§ **What to do**
Please reproduce the data below exactly, from the first line through the line containing "use petgraph::Direction;", and leave every later line out.

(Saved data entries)
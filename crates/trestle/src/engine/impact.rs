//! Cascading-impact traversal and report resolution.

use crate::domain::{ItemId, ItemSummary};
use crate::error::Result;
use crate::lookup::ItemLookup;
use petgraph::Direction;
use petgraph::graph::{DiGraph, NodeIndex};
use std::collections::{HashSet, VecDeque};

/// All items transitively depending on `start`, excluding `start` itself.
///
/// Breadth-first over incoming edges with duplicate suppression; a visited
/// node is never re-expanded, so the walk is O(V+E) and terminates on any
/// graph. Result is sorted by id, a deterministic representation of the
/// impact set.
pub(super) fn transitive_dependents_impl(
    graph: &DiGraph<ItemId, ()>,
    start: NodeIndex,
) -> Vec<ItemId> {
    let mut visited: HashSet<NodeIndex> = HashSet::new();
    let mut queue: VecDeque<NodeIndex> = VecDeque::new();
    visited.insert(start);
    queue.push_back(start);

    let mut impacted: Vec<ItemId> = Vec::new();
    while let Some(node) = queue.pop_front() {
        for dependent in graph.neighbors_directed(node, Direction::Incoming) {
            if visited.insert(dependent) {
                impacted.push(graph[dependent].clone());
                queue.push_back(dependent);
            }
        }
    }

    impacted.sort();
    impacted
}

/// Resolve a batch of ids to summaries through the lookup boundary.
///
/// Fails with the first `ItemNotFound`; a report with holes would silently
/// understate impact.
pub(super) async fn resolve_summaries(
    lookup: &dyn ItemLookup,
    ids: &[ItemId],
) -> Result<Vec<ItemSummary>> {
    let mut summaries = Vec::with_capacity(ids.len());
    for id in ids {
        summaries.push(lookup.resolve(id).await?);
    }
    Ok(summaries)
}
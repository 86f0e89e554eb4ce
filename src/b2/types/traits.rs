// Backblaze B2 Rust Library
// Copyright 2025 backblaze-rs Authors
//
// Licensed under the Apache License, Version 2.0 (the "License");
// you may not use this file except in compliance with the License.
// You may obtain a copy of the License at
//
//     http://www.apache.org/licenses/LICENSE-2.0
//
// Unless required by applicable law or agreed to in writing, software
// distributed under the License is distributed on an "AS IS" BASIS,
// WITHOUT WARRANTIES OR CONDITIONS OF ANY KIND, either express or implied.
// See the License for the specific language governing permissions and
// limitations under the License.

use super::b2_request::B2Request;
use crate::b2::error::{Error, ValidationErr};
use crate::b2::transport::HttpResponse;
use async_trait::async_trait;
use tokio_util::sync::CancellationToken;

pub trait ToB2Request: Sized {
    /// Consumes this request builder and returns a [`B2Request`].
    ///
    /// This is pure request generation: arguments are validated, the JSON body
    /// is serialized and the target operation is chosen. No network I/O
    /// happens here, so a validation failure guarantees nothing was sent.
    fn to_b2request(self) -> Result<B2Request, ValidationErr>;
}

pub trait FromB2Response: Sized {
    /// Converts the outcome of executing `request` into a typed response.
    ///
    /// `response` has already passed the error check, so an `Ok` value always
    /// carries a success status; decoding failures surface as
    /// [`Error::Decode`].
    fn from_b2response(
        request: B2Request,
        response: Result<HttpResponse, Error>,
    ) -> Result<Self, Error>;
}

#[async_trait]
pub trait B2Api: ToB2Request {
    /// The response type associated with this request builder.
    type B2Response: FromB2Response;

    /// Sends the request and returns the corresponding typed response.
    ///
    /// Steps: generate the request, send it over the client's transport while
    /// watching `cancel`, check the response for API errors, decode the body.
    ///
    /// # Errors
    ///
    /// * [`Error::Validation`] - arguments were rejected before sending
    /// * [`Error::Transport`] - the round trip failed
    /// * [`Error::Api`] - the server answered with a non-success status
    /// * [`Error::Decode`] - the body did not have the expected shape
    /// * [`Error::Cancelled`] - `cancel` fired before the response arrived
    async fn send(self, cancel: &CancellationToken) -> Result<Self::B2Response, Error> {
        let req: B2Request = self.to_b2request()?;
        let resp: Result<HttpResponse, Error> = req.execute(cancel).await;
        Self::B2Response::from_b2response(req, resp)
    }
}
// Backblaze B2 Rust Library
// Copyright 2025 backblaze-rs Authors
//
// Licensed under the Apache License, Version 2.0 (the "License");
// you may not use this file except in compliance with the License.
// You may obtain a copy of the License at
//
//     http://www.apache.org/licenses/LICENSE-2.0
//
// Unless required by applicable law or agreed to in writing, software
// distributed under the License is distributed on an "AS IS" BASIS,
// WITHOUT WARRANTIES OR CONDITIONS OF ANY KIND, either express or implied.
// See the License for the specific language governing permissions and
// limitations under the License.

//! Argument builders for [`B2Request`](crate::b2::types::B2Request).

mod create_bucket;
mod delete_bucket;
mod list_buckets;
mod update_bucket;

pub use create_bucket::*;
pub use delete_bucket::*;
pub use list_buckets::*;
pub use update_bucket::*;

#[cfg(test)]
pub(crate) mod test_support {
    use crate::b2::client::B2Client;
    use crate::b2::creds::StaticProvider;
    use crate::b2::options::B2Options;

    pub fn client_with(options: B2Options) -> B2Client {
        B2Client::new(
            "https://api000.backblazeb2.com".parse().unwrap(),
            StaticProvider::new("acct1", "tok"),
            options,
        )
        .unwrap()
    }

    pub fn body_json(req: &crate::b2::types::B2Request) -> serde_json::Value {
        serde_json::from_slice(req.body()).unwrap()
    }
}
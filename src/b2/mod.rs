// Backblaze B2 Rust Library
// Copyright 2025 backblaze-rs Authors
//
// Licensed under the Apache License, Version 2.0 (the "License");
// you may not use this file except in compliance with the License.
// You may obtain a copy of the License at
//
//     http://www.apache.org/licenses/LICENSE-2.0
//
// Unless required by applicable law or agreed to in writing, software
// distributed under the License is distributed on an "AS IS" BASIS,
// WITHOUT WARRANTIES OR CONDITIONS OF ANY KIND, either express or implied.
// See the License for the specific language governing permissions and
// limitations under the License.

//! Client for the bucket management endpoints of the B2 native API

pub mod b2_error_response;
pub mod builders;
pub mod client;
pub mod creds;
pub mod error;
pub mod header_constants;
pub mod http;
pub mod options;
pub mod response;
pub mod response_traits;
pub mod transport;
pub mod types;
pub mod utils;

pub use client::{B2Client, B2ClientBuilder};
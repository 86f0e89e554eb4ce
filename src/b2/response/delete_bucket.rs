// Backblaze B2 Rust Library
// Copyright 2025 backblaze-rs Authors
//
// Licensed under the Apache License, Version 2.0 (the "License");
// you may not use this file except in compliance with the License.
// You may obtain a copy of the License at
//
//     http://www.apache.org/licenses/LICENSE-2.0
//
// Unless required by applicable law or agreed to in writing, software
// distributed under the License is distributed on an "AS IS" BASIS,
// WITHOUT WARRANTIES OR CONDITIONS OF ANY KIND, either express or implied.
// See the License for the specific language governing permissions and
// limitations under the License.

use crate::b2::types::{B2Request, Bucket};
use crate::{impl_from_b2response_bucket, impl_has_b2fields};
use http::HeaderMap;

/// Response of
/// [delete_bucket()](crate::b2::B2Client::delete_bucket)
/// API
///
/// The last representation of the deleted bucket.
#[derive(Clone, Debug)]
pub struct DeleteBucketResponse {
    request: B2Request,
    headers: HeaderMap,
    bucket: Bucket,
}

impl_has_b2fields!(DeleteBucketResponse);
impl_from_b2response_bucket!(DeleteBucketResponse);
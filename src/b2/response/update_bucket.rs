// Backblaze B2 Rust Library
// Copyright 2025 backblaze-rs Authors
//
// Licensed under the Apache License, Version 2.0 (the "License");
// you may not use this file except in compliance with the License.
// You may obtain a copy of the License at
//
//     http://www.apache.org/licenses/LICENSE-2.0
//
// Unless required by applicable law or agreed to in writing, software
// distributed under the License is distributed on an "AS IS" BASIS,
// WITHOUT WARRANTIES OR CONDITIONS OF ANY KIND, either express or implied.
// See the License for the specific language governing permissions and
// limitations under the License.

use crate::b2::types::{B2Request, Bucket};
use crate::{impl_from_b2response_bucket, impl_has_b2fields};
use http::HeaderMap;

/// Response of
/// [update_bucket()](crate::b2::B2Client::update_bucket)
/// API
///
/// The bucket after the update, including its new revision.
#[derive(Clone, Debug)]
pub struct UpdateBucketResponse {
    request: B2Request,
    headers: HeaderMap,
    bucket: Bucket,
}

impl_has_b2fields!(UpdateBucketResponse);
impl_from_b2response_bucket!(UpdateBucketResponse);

§ **Output of the exercise**
filename crates/trestle/src/engine/impact.rs
//! Cascading-impact traversal and report resolution.

use crate::domain::{ItemId, ItemSummary};
use crate::error::Result;
use crate::lookup::ItemLookup;
use petgraph::Direction;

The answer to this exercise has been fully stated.